Plaintiffs allege that they were subjected to harassment and retaliated against by their supervisors at 666 Fifth Avenue. Plaintiffs brought their complaints to the attention of the Union, but the Union refused to arbitrate their claims. On January 23, 2009, plaintiffs each filed written charges with the United States Equal Employment Opportunity Commission (the "EEOC"), alleging employment discrimination based on sex and national origin and retaliation in violation of Title VII of the Civil Rights Act of 1964, 42 U.S.C. § 2000e et seq. ("Title VII"), the New York State Human Rights Law, N.Y. Exec. L. § 290 et seq. ("NYSHRL"), and the New York City Human Rights Law, N.Y.C. Admin. Code. § 8-101 et seq. ("NYCHRL"). On August 14, the EEOC issued a "Notice of Right to Sue" to each plaintiff.

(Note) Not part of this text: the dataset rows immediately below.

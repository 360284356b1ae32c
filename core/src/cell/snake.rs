use crate::cell::{ArcCell, CellBuilder, CellParser, MapTonCellError, TonCellError, MAX_CELL_BITS};

/// Bytes carried by one continuation cell of a snake chain.
pub const SNAKE_LINK_CAPACITY: usize = MAX_CELL_BITS / 8;

/// Byte string laid out over a bounded head buffer and a chain of continuation cells.
///
/// The head holds at most `head_capacity` bytes and is written into the caller's builder.
/// Each continuation cell holds up to [`SNAKE_LINK_CAPACITY`] bytes and refers to the next
/// one through its only reference.
#[derive(Clone, Debug, PartialEq, Eq)]
pub struct SnakeChain<'a> {
    head: &'a [u8],
    links: Vec<&'a [u8]>,
}

impl<'a> SnakeChain<'a> {
    pub fn new(bytes: &'a [u8], head_capacity: usize) -> Self {
        let (head, rest) = bytes.split_at(head_capacity.min(bytes.len()));
        SnakeChain {
            head,
            links: rest.chunks(SNAKE_LINK_CAPACITY).collect(),
        }
    }

    pub fn head(&self) -> &[u8] {
        self.head
    }

    pub fn links(&self) -> &[&'a [u8]] {
        &self.links
    }

    pub fn store(&self, builder: &mut CellBuilder) -> Result<(), TonCellError> {
        if !self.links.is_empty() && builder.remaining_references() == 0 {
            return Err(TonCellError::cell_builder_error(
                "No free reference left for snake continuation",
            ));
        }
        builder.store_slice(self.head)?;
        if let Some(first_link) = self.build_links()? {
            builder.store_reference(&first_link)?;
        }
        Ok(())
    }

    // built from the tail so every link can refer to an already finished successor
    fn build_links(&self) -> Result<Option<ArcCell>, TonCellError> {
        let mut next: Option<ArcCell> = None;
        for chunk in self.links.iter().rev() {
            let mut builder = CellBuilder::new();
            builder.store_slice(chunk)?;
            if let Some(successor) = &next {
                builder.store_reference(successor)?;
            }
            next = Some(builder.build()?.to_arc());
        }
        Ok(next)
    }
}

impl CellParser<'_> {
    /// Loads the rest of this cell and all its continuation cells as one byte string.
    pub fn load_snake_bytes(&mut self) -> Result<Vec<u8>, TonCellError> {
        let mut buffer = self.load_snake_link_payload()?;
        let mut next = self.load_snake_continuation()?;
        while let Some(link) = next {
            let mut parser = link.parser();
            buffer.extend(parser.load_snake_link_payload()?);
            next = parser.load_snake_continuation()?;
        }
        Ok(buffer)
    }

    pub fn load_snake_string(&mut self) -> Result<String, TonCellError> {
        let bytes = self.load_snake_bytes()?;
        String::from_utf8(bytes).map_cell_parser_error()
    }

    fn load_snake_link_payload(&mut self) -> Result<Vec<u8>, TonCellError> {
        let remaining_bits = self.remaining_bits();
        if remaining_bits % 8 != 0 {
            return Err(TonCellError::InvalidSnakeChain(format!(
                "link payload is not byte aligned ({} bits)",
                remaining_bits
            )));
        }
        self.load_bytes(remaining_bits / 8)
    }

    fn load_snake_continuation(&mut self) -> Result<Option<ArcCell>, TonCellError> {
        match self.remaining_refs() {
            0 => Ok(None),
            1 => Ok(Some(self.next_reference()?)),
            n => Err(TonCellError::InvalidSnakeChain(format!(
                "found link with {} references",
                n
            ))),
        }
    }
}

On November 12, 2009, plaintiffs filed a complaint against Tishman Speyer, which asserts employment discrimination and retaliation claims under Title VII, the NYSHRL, and the NYCHRL. On February 1, 2010, Tishman Speyer filed a motion to dismiss the complaint and compel arbitration of plaintiffs' claims pursuant to Fed R. Civ. P. 12(b)(1) and the FAA. On March 1, plaintiffs' filed their opposition. On March 29, Tishman Speyer filed its reply.
In its reply, Tishman Speyer indicated for the first time that the Union and the RAB have entered into a supplemental agreement to the CBA dated February 17, 2010 (the "February 2010 Agreement"). The February 2010 Agreement establishes a protocol for non-binding mediation followed by binding arbitration of employment discrimination claims. Mediation is required "[w]henever it is claimed that an employer has violated the no discrimination clause (including claims based in statute) of one of the CBAs, whether such claim is made by the Union or by an individual employee." Under the mediation protocol, "[a] notice of claim shall be filed within the applicable statutory statute of limitations, provided that if an employee has timely filed such claim in a forum provided for by statute, the claim will not be considered time-barred." Further, "[m]ediation shall be completed before the claim is litigated on the merits," except that "the Union may proceed directly to arbitration and bypass this Mediation procedure
By Order dated April 16, 2010, plaintiffs were granted permission to file a surreply limited to addressing the issue of the February 2010 Agreement's impact on the pending motion to compel arbitration. Plaintiffs filed their surreply on April 23 and Tishman Speyer filed its response on April 30.
"The FAA is an expression of a strong federal policy favoring arbitration as an alternative means of dispute resolution." Ragone v. Atl. Video at Manhattan Ctr., 595 F.3d 115, 121 (2d Cir.2010) (citation omitted).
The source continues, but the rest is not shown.